27 Jan 2018

Craig David: the nice-guy superstar

From RNZ Music, 2:20 pm on 27 January 2018

UK RnB musician Craig David achieved global superstardom at 18 when his debut Born To Do It sold seven million copies worldwide. Eighteen years later he's enjoying a career resurgence, and as Tony Stamp found out, he's a bloody nice guy to boot.

Craig David

Craig David Photo: Andrew Whitton

Craig David’s voice lowers. He says gently “one little thing… I didn’t want to correct you, but I just wanted to give you a heads up. The album from back in the day was Born To Do It.”

“Oh my god,” I say.

I’ve just finished interviewing the UK hit-maker, who’s currently enjoying a career revival, and evidently, I got the name of his debut album wrong. (Listening back later I discover I said ‘Born This Way’, ahem).

Luckily Craig David is a total sweetheart.

“It’s all good, I just didn’t want you to be that guy that said the wrong title and have people be like ‘bro, what album are you talking about?”

“Craig, I’m so sorry, that was a nervous slip!”

“No, it’s all good bro, I’ve got you! I was thinking ‘should I tell him?’ But I thought I should, ‘cause I want you to have an interview where everyone’s like ‘my man knows his stuff!’”

We keep chatting for a while. Craig seems in no hurry to stop talking, and I realise why the interview (the last of several he had that day) happened an hour after it was supposed to.

He’s clearly relishing having people around the world show an interest in him again, bursting with enthusiasm and gratitude.

“I’m so humbled because I never expected that to happen.” He explains. “I wanted to make an album for my fans who have been with me since day one.

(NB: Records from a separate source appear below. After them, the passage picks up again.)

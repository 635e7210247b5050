// Copyright (C) 2025 SyncMyOrders Sp. z o.o.
// SPDX-License-Identifier: AGPL-3.0-or-later
//! Control plane module - cluster driving backends.

pub mod mock;
pub mod proxmox;
mod traits;

pub use mock::MockControlPlane;
pub use traits::*;
impl MockControlPlane {
    /// Create a mock where every task succeeds on its first status read.
    pub fn new() -> Self {
        Self {
            state: Arc::new(Mutex::new(MockState::default())),
        }
    }

    /// Create a mock where every task terminates with a failure.
    pub fn failing() -> Self {
        let state = MockState {
            default_outcome: Some(TaskOutcome::Fail {
                exitstatus: "ERROR: mock failure".to_string(),
            }),
            ..MockState::default()
        };
        Self {
            state: Arc::new(Mutex::new(state)),
        }
    }

    /// Override the outcome for tasks of one command kind.
    pub async fn set_outcome(&self, kind: CommandKind, outcome: TaskOutcome) {
        self.state.lock().await.outcomes.insert(kind, outcome);
    }

    /// Make submissions of one command kind fail with an API error.
    pub async fn fail_submit(&self, kind: CommandKind, status: u16, message: &str) {
        self.state
            .lock()
            .await
            .submit_failures
            .insert(kind, (status, message.to_string()));
    }

    /// Make the next submission of one command kind fail with an API
    /// error. Later submissions of the same kind go through.
    pub async fn fail_submit_once(&self, kind: CommandKind, status: u16, message: &str) {
        self.state
            .lock()
            .await
            .submit_failures_once
            .entry(kind)
            .or_default()
            .push((status, message.to_string()));
    }

    /// Set the node listing fixture.
    pub async fn set_nodes(&self, nodes: Vec<NodeInfo>) {
        self.state.lock().await.nodes = nodes;
    }

    /// Set the cluster VM listing fixture.
    pub async fn set_cluster_vms(&self, vms: Vec<ClusterVm>) {
        self.state.lock().await.cluster_vms = vms;
    }

    /// Set the configuration returned for one VM.
    pub async fn set_vm_config(&self, vmid: i64, config: Value) {
        self.state.lock().await.vm_configs.insert(vmid, config);
    }

    /// Set the metrics series returned for one VM.
    pub async fn set_metrics(&self, vmid: i64, samples: Vec<MetricSample>) {
        self.state.lock().await.metrics.insert(vmid, samples);
    }

    /// Make metrics reads for one VM fail with a server error.
    pub async fn fail_metrics(&self, vmid: i64) {
        self.state.lock().await.metrics_failures.insert(vmid);
    }

    /// Set the backup listing fixture. Deleted archives are removed from it.
    pub async fn set_backups(&self, backups: Vec<BackupInfo>) {
        self.state.lock().await.backups = backups;
    }

    /// Set the snapshot listing returned for one VM.
    pub async fn set_snapshots(&self, vmid: i64, snapshots: Vec<SnapshotInfo>) {
        self.state.lock().await.snapshots.insert(vmid, snapshots);
    }

    /// Set the firewall rule listing returned for one VM.
    pub async fn set_firewall_rules(&self, vmid: i64, rules: Vec<FirewallRule>) {
        self.state.lock().await.firewall_rules.insert(vmid, rules);
    }

    /// Set the guest agent payload returned for one VM.
    pub async fn set_agent_response(&self, vmid: i64, response: Value) {
        self.state.lock().await.agent_responses.insert(vmid, response);
    }

    /// All commands submitted so far, in order.
    pub async fn commands(&self) -> Vec<RecordedCommand> {
        self.state.lock().await.commands.clone()
    }

    /// Status read counts for tasks of one kind, in submission order.
    ///
    /// A count of zero means the task was submitted fire-and-forget.
    pub async fn poll_counts(&self, kind: CommandKind) -> Vec<u32> {
        self.state
            .lock()
            .await
            .tasks
            .iter()
            .filter(|task| task.kind == kind)
            .map(|task| task.polls)
            .collect()
    }

    /// Backups currently in the listing fixture.
    pub async fn remaining_backups(&self) -> Vec<BackupInfo> {
        self.state.lock().await.backups.clone()
    }

    async fn submit(
        &self,
        node: &str,
        kind: CommandKind,
        command: RecordedCommand,
    ) -> Result<TaskRef> {
        let mut state = self.state.lock().await;

        if let Some(queue) = state.submit_failures_once.get_mut(&kind)
            && !queue.is_empty()
        {
            let (status, message) = queue.remove(0);
            return Err(ControlPlaneError::Api { status, message });
        }

        if let Some((status, message)) = state.submit_failures.get(&kind) {
            return Err(ControlPlaneError::Api {
                status: *status,
                message: message.clone(),
            });
        }

        state.commands.push(command);
        state.next_task_id += 1;
        let upid = format!(
            "UPID:{}:{:08X}:{}:mock:",
            node,
            state.next_task_id,
            kind_label(kind)
        );

        let outcome = state
            .outcomes
            .get(&kind)
            .or(state.default_outcome.as_ref())
            .cloned()
            .unwrap_or(TaskOutcome::Succeed { polls: 0 });

        state.tasks.push(MockTask {
            upid: upid.clone(),
            kind,
            outcome,
            polls: 0,
        });

        Ok(TaskRef {
            node: node.to_string(),
            upid,
        })
    }
}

“For them to be happy makes me happy, but to then have young 14 or 15-year-old kids say ‘have you heard of this new guy called Craig David?’ to their older brother or sister, and them going back in their collection and pulling out Born To Do It… all of a sudden they’re in their living room having a conversation about me from two different vantage points.

It is, he says, 'the most incredible thing for me to experience'.

David has actually worked consistently since Born To Do It came out in 2000. His 2016 album Following My Intuition was his sixth, and the first since his debut to reach number one in the UK charts. I suggest that in hindsight the title must feel appropriate.

“It’s something I did the first time around with Born To Do It. There was something in my heart that was saying I needed to stay in and finish these songs that I’d started. And that meant on many occasions telling my friends, when I was a teenager, ‘listen I’m not coming out tonight to go clubbing or drinking, I need to finish this song’.

“Seven million albums later, you realise you were following your intuition.”

He was eighteen when that happened, half his lifetime ago now (he’s 36). It sounds overwhelming, but he says he had no choice but to take it in his stride.

“I didn’t have anything to gauge it by. I was just enjoying the wave that I was on. I came from a working class family, living with my mum in a small flat. So to then have the opportunity to travel the world and play arenas… in hindsight I probably didn’t know how amazing it was, because it just happened so fast”.

The title of album seven is even more loaded: The Time Is Now.

“In life we tend to think ‘when I get this thing, everything is going to be good’. We tell ourselves that, and then you get the thing that you wanted, but you somehow still feel like it hasn’t completed you, and then you’re looking to the next thing again.

“I kind of realised that it’s the journey that’s life. The goalposts will always continuously move, so you need to anchor yourself in your health, your friends, your family… here, right now.

“That’s my message for the whole album.  Lose your worries, get away from it all, and just have a good time.”

Craig David is clearly having a good time. He’s flush with new success, and not taking it for granted this time.

He's also a bloody nice guy, generous with his time, and considerate enough to correct a random music journalist from New Zealand in the nicest way possible.